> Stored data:
────

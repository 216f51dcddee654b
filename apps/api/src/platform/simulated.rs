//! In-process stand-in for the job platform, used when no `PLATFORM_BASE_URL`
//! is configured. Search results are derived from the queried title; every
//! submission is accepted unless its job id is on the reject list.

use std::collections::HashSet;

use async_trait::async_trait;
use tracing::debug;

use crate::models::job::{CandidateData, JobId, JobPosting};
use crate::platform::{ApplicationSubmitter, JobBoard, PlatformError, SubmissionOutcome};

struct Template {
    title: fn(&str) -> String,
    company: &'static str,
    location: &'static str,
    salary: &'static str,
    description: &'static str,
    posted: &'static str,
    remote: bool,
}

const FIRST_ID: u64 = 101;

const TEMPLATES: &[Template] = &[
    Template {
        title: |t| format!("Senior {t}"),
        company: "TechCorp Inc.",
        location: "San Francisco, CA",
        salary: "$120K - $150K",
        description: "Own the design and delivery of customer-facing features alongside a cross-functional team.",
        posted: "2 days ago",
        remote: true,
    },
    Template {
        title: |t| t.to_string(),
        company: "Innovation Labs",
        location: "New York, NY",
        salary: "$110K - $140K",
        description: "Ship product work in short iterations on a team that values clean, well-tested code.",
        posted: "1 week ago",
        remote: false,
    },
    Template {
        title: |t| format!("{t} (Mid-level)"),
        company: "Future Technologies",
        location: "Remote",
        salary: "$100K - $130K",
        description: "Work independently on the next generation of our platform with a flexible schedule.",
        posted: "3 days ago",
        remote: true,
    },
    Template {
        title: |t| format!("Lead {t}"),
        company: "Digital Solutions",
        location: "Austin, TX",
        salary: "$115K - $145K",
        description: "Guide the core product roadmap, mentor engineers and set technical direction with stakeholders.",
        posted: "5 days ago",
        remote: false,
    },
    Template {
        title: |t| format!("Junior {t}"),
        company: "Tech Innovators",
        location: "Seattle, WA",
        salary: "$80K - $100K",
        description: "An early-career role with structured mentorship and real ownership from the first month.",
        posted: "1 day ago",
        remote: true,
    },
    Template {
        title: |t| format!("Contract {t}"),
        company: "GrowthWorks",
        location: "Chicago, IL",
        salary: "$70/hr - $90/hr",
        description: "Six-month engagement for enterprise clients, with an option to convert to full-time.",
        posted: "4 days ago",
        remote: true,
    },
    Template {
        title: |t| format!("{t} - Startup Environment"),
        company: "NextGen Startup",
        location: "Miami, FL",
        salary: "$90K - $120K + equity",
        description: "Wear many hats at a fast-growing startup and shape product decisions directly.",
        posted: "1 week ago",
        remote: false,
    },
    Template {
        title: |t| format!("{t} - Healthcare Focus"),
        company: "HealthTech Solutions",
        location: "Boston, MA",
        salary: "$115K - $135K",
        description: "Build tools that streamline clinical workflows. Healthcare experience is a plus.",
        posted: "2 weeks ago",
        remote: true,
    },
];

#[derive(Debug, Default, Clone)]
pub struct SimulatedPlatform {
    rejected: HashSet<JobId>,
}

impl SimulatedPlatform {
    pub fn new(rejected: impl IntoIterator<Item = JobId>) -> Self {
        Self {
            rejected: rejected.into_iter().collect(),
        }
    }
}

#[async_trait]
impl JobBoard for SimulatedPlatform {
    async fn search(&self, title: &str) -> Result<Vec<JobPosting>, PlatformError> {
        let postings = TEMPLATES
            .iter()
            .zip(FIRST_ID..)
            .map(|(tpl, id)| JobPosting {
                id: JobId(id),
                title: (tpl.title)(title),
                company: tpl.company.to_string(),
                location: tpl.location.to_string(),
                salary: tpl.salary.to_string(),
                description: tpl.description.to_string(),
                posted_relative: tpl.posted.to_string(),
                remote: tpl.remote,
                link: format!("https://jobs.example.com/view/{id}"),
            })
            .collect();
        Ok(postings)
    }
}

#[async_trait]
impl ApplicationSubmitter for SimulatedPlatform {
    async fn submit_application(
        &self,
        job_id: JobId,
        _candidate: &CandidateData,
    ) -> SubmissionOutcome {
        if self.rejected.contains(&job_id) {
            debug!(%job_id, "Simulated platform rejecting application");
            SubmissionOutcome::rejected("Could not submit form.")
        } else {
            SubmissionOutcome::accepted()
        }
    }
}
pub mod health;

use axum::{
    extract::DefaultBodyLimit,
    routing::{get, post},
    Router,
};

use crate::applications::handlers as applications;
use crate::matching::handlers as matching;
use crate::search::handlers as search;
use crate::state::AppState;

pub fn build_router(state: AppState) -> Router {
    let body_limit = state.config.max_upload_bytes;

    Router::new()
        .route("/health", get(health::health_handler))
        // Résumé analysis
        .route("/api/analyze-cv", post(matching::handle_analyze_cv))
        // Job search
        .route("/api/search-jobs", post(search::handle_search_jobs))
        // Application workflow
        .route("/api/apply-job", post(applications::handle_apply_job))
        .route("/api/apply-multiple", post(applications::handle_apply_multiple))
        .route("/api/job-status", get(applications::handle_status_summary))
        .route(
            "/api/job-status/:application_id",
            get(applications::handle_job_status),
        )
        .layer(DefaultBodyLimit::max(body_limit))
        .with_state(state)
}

────

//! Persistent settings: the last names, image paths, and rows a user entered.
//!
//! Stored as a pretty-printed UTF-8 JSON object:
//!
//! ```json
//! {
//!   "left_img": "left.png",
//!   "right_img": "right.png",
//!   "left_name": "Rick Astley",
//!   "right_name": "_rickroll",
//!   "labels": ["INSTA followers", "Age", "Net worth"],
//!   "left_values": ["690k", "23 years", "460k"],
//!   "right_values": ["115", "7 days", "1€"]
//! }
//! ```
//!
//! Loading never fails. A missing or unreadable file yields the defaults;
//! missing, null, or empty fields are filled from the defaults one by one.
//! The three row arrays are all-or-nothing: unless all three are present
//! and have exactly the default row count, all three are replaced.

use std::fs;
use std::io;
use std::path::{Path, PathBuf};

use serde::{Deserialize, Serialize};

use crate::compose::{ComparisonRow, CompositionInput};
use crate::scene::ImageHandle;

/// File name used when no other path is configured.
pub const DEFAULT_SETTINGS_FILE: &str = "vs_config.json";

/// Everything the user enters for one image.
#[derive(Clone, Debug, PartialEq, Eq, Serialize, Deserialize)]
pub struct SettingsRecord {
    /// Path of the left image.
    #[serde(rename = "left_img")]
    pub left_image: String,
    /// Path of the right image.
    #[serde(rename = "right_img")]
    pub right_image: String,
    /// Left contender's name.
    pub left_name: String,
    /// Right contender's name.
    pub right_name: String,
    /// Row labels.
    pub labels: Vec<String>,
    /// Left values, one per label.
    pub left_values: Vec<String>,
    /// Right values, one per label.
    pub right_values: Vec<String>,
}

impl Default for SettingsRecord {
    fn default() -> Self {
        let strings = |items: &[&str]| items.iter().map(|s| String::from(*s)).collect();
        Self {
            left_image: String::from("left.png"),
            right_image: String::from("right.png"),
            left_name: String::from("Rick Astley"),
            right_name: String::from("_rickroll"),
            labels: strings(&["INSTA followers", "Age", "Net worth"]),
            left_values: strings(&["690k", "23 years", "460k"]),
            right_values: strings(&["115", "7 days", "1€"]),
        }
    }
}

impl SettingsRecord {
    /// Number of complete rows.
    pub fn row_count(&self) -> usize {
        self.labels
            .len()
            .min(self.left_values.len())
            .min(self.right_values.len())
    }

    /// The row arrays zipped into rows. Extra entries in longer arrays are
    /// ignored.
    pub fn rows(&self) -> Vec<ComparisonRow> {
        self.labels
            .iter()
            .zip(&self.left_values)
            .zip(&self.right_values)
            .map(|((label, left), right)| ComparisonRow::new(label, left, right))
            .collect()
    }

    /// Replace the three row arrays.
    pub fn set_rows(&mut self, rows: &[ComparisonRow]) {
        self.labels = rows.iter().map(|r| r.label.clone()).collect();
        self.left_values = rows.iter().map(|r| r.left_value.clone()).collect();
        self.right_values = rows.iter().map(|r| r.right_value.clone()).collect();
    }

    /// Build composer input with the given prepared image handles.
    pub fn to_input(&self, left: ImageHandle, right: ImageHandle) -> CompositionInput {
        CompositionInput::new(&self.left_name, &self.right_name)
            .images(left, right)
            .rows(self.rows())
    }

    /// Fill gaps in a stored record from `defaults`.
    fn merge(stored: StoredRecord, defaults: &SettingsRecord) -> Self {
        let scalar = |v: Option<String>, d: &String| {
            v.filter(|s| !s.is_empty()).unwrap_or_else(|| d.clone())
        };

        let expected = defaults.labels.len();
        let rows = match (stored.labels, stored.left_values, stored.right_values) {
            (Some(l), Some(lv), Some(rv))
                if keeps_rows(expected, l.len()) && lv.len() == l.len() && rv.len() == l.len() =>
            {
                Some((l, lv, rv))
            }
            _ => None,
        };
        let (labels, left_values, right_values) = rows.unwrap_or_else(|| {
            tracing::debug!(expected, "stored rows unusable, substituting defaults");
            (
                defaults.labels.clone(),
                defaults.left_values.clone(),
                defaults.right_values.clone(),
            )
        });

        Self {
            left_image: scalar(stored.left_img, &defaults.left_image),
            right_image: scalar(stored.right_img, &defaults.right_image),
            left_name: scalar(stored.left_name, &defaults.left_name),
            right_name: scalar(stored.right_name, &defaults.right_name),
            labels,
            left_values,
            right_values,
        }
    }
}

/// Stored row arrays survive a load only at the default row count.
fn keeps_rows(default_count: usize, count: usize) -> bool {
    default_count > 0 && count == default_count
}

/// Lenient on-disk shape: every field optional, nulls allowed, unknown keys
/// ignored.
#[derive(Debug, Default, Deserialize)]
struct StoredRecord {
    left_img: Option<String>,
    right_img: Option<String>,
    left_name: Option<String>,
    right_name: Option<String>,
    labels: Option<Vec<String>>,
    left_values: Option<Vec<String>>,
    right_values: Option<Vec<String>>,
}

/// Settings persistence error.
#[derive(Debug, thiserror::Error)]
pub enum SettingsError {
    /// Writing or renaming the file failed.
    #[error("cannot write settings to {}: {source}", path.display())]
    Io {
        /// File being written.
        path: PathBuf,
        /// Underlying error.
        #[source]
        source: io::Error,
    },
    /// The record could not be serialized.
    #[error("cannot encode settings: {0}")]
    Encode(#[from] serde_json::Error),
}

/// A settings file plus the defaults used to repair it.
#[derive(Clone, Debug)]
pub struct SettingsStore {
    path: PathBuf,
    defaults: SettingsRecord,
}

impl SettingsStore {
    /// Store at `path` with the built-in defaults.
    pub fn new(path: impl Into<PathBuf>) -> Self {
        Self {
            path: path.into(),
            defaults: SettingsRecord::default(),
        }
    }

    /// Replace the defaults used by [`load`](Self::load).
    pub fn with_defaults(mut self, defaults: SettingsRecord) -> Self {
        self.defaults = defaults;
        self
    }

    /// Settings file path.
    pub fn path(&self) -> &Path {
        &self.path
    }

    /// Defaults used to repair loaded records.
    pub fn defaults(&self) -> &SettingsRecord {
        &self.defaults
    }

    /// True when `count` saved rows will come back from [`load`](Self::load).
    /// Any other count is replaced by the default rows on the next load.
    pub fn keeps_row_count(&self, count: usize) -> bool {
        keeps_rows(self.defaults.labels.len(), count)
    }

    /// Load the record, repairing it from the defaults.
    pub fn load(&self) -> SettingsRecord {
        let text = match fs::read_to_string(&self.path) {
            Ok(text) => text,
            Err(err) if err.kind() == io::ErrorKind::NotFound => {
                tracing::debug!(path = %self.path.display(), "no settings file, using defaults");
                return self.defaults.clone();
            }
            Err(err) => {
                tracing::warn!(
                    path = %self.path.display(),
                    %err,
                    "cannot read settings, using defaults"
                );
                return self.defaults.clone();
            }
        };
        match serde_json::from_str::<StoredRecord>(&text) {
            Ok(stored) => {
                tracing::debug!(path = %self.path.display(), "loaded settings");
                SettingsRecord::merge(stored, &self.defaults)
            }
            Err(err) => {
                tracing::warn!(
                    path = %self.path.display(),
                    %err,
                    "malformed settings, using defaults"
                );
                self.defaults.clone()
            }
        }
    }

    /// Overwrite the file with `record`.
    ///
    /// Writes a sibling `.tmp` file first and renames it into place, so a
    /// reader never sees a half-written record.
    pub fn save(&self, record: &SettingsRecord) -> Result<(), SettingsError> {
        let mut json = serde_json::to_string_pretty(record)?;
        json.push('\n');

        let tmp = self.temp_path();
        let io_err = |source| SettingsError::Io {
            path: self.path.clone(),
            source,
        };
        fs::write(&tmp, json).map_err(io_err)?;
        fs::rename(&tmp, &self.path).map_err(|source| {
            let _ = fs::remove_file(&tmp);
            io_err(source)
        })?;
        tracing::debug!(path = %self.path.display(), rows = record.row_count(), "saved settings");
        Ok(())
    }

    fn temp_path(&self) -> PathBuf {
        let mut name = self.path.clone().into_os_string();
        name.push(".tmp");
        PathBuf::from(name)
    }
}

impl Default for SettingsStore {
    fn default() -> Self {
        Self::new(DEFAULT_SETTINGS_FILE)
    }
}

────

> Directions for this task:
Number of lines with the string "jobs" in the data above: report this figure and nothing more.

> Reply to the exercise:
2